Files Included (Per Task)

Each task generates a complete, deterministic set of files:

  • Prompt File (.txt)
    Task instruction and optional setup context

  • Video File (.mp4)
    Continuous screen recording at 60 FPS

  • Raw Action Log (.txt / .csv)
    Machine-readable event stream with timestamps

  • Grouped Action Log (.txt)
    Human-readable grouping of actions

  • Frame Images (.webp)
    Pre-action and post-action UI snapshots

  • Chain-of-Thought File (.txt / .csv)
    Human reasoning when applicable

  • Metadata File
    Structured task summary and QA signals

Task Object

-The task object is the top-level record for a complete demonstration.

Core Fields

  • Task ID
    Unique identifier linking all files

  • Prompt
    Natural-language task instruction

  • Context
    Optional setup or prerequisites

  • Environment

    • OS: Windows | macOS | Android | iOS (in progress)
    • Screen resolution: width × height (pixels)
    • Device type: Desktop | Laptop | Mobile

Supported Execution Environments (Desktop)

macOS

  • macOS 12 Monterey, 13 Ventura, 14 Sonoma, 15 Sequoia
  • Screen resolution: 1920 × 1080 or higher
  • Devices: MacBook, iMac, Mac mini, Mac Studio
  • Architecture: Apple Silicon or Intel (64-bit)

Windows

  • Windows 10, Windows 11
  • Screen resolution: 1920 × 1080
  • Devices: Desktop or Laptop
  • Architecture: 64-bit required

Action Object

An action object represents a single user interaction in sequential order.

Fields

  • Action Type
    mouse_move, mouse_down, mouse_up, click, scroll, drag_start, drag_end,
    keypress, text_input, tap, double_tap, long_press,
    pinch_zoom_in, pinch_zoom_out,
    orientation_change, back_button, home_button

  • Timestamp
    Millisecond-precision event time

  • Coordinates
    Screen-relative (x, y), when applicable

  • Key Code
    Normalized keyboard identifier

  • Click Count
    1 | 2 | 3

  • Direction
    Up | Down | Left | Right

  • Duration (ms)
    For timed actions

Frame Object

Frames capture the visual UI state aligned to action completion.

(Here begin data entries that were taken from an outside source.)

/// Unguarded circuit breaker core.
///
/// All mutators take `&mut self`; this type is for callers that already run
/// under external serialization (a single-threaded event loop, or a caller
/// holding its own lock). Shared multi-threaded use goes through
/// [`CircuitBreaker`], which wraps this core in a mutex.
pub struct CircuitBreakerCore<C: Clock = SystemClock> {
    name: String,
    config: CircuitBreakerConfig,
    backoff: BackoffPolicy,
    clock: C,

    state: CircuitState,
    /// Consecutive failures; only consulted for the closed → open decision
    /// but incremented in every state for observability parity.
    failure_count: u64,
    /// Probe successes during the current half-open episode.
    success_count: u64,
    /// Probe calls admitted during the current half-open episode.
    half_open_calls: u64,
    /// Failed half-open episodes since the circuit last closed. Drives the
    /// backoff escalation and survives repeated open ↔ half-open cycles.
    consecutive_half_open_failures: u32,
    current_backoff_delay: Option<Duration>,
    backoff_expires_at: Option<Instant>,
    opened_at: Option<Instant>,
    opened_at_wall: Option<SystemTime>,
    last_failure_time: Option<SystemTime>,
    last_state_change: Option<DateTime<Utc>>,
    total_failures: u64,
    total_successes: u64,
}

impl<C: Clock> fmt::Debug for CircuitBreakerCore<C> {
    fn fmt(&self, f: &mut fmt::Formatter<'_>) -> fmt::Result {
        f.debug_struct("CircuitBreakerCore")
            .field("name", &self.name)
            .field("state", &self.state)
            .field("failure_count", &self.failure_count)
            .field("success_count", &self.success_count)
            .field("consecutive_half_open_failures", &self.consecutive_half_open_failures)
            .finish()
    }
}

impl CircuitBreakerCore<SystemClock> {
    /// Create a breaker core with the system clock.
    pub fn new(name: impl Into<String>, config: CircuitBreakerConfig) -> ConfigResult<Self> {
        Self::with_clock(name, config, SystemClock)
    }
}

impl<C: Clock> CircuitBreakerCore<C> {
    /// Create a breaker core with an injected clock.
    pub fn with_clock(
        name: impl Into<String>,
        config: CircuitBreakerConfig,
        clock: C,
    ) -> ConfigResult<Self> {
        config.validate()?;

        let backoff = BackoffPolicy::new(config.backoff_base_delay, config.backoff_max_delay);
        Ok(Self {
            name: name.into(),
            config,
            backoff,
            clock,
            state: CircuitState::Closed,
            failure_count: 0,
            success_count: 0,
            half_open_calls: 0,
            consecutive_half_open_failures: 0,
            current_backoff_delay: None,
            backoff_expires_at: None,
            opened_at: None,
            opened_at_wall: None,
            last_failure_time: None,
            last_state_change: None,
            total_failures: 0,
            total_successes: 0,
        })
    }

    /// Breaker name, used for logging and status reporting only.
    pub fn name(&self) -> &str {
        &self.name
    }

    /// The immutable configuration this breaker was built with.
    pub fn config(&self) -> &CircuitBreakerConfig {
        &self.config
    }

    /// Current circuit state.
    pub fn state(&self) -> CircuitState {
        self.state
    }

    /// Whether a call may proceed right now.
    ///
    /// Must be called immediately before each guarded operation. While open,
    /// this lazily evaluates recovery eligibility: once the recovery timeout
    /// has elapsed since the circuit opened and any probe backoff has
    /// expired, the circuit moves to half-open and the triggering call is
    /// itself admitted as the first probe. While half-open, calls are
    /// admitted until `half_open_max_calls` probes are in flight.
    pub fn can_execute(&mut self) -> bool {
        match self.state {
            CircuitState::Closed => true,
            CircuitState::Open => {
                if self.recovery_eligible() {
                    self.transition_to_half_open();
                    true
                } else {
                    debug!(name = %self.name, "circuit open, rejecting call");
                    false
                }
            }
            CircuitState::HalfOpen => {
                if self.half_open_calls < self.config.half_open_max_calls {
                    self.half_open_calls += 1;
                    true
                } else {
                    debug!(name = %self.name, "half-open probe budget exhausted, rejecting call");
                    false
                }
            }
        }
    }

    /// Record a successful guarded operation.
    pub fn record_success(&mut self) {
        self.total_successes += 1;

        match self.state {
            CircuitState::Closed => {
                if self.failure_count > 0 {
                    self.failure_count = 0;
                }
            }
            CircuitState::HalfOpen => {
                self.success_count += 1;
                if self.success_count >= self.config.success_threshold {
                    self.transition_to_closed();
                    info!(name = %self.name, "circuit closed after successful recovery");
                }
            }
            CircuitState::Open => {
                // Outcome of a call admitted before the circuit opened;
                // counted in totals, no transition effect.
            }
        }
    }

    /// Record a failed guarded operation.
    ///
    /// The consecutive-failure counter increments in every state so metrics
    /// stay honest, but only drives a transition while closed. A single
    /// failure while half-open reopens the circuit and escalates the probe
    /// backoff.
    pub fn record_failure(&mut self) {
        self.failure_count += 1;
        self.total_failures += 1;
        self.last_failure_time = Some(self.clock.system_time());

        match self.state {
            CircuitState::Closed => {
                if self.failure_count >= self.config.failure_threshold {
                    self.transition_to_open();
                    warn!(
                        name = %self.name,
                        failures = self.failure_count,
                        "circuit opened after consecutive failures"
                    );
                }
            }
            CircuitState::HalfOpen => {
                self.consecutive_half_open_failures =
                    self.consecutive_half_open_failures.saturating_add(1);
                let delay = self.backoff.delay_after(self.consecutive_half_open_failures);
                self.current_backoff_delay = Some(delay);
                self.backoff_expires_at = Some(self.clock.now() + delay);
                self.transition_to_open();
                warn!(
                    name = %self.name,
                    failed_recoveries = self.consecutive_half_open_failures,
                    backoff_secs = delay.as_secs_f64(),
                    "recovery probe failed, circuit reopened with backoff"
                );
            }
            CircuitState::Open => {
                // Already open; counters updated above, nothing to trip.
            }
        }
    }

    /// Force the circuit closed and clear all counters and backoff state,
    /// including the cumulative totals.
    ///
    /// Administrative override; idempotent.
    pub fn reset(&mut self) {
        self.transition_to_closed();
        self.last_failure_time = None;
        self.total_failures = 0;
        self.total_successes = 0;
        info!(name = %self.name, "circuit manually reset to closed");
    }

    /// Immutable snapshot of the current state and counters.
    pub fn snapshot(&self) -> BreakerSnapshot {
        let now = self.clock.now();
        let wall = self.clock.system_time();

        BreakerSnapshot {
            state: self.state,
            failure_count: self.failure_count,
            success_count: self.success_count,
            half_open_calls: self.half_open_calls,
            total_failures: self.total_failures,
            total_successes: self.total_successes,
            last_failure_time: self.last_failure_time,
            opened_at: self.opened_at_wall,
            last_state_change: self.last_state_change,
            backoff: BackoffSnapshot {
                consecutive_half_open_failures: self.consecutive_half_open_failures,
                current_backoff_delay: self.current_backoff_delay,
                backoff_expires_at: self
                    .backoff_expires_at
                    .map(|deadline| deadline_to_wall(deadline, now, wall)),
            },
        }
    }

    /// Flat key/value status map for an external status API.
    pub fn status(&self) -> serde_json::Value {
        self.snapshot().to_status(&self.name, &self.config)
    }

    fn recovery_eligible(&self) -> bool {
        let Some(opened_at) = self.opened_at else {
            return false;
        };
        let now = self.clock.now();
        if now.duration_since(opened_at) < self.config.recovery_timeout {
            return false;
        }
        self.backoff_expires_at.map_or(true, |expires| now >= expires)
    }

    fn transition_to_open(&mut self) {
        self.state = CircuitState::Open;
        self.opened_at = Some(self.clock.now());
        self.opened_at_wall = Some(self.clock.system_time());
        self.success_count = 0;
        self.half_open_calls = 0;
        self.last_state_change = Some(self.wall_now());
    }

    fn transition_to_half_open(&mut self) {
        self.state = CircuitState::HalfOpen;
        self.success_count = 0;
        // The call that triggered the transition is admitted as the first
        // probe.
        self.half_open_calls = 1;
        self.last_state_change = Some(self.wall_now());
        info!(name = %self.name, "circuit half-open, probing recovery");
    }

    fn transition_to_closed(&mut self) {
        self.state = CircuitState::Closed;
        self.failure_count = 0;
        self.success_count = 0;
        self.half_open_calls = 0;
        self.consecutive_half_open_failures = 0;
        self.current_backoff_delay = None;
        self.backoff_expires_at = None;
        self.opened_at = None;
        self.opened_at_wall = None;
        self.last_state_change = Some(self.wall_now());
    }

    fn wall_now(&self) -> DateTime<Utc> {
        DateTime::<Utc>::from(self.clock.system_time())
    }
}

  • Frames are generated only for grouped human actions
  • Not generated for every raw event

Fields

  • Frame ID
  • Relative Timestamp
  • Resolution (width × height)
  • Image (.webp, RGB)
  • Frame Type
    • Pre-action
    • Post-action

Video Object

  • Full screen recording of the entire task
  • Captured at 60 FPS
  • Time-aligned with action logs and frames
  • Used for playback, verification, QA, and training

Metadata Object

Metadata summarizes execution context and quality signals.

  • Task ID
  • Environment (OS, device, resolution, UI theme)
  • Tooling (tool name and version)
  • Task Summary (duration, action count, FPS)
  • Lag Percentage (typically 10–35%)

File Structure

  • One directory per Task ID
  • Deterministic naming
  • Files ordered by timestamp
  • No shared files across tasks

Usage Notes

The dataset supports multiple learning and evaluation paradigms using the same task data.

Behavior Cloning

Models learn to predict human actions from observed UI state.

Offline Reinforcement Learning

Full action sequences and timing are preserved.

Vision–Language–Action Models

Prompts, frames, and actions are time-aligned for instruction-following.

Analysis and Inspection

Consistent structure enables replay, validation, debugging, and workflow analysis.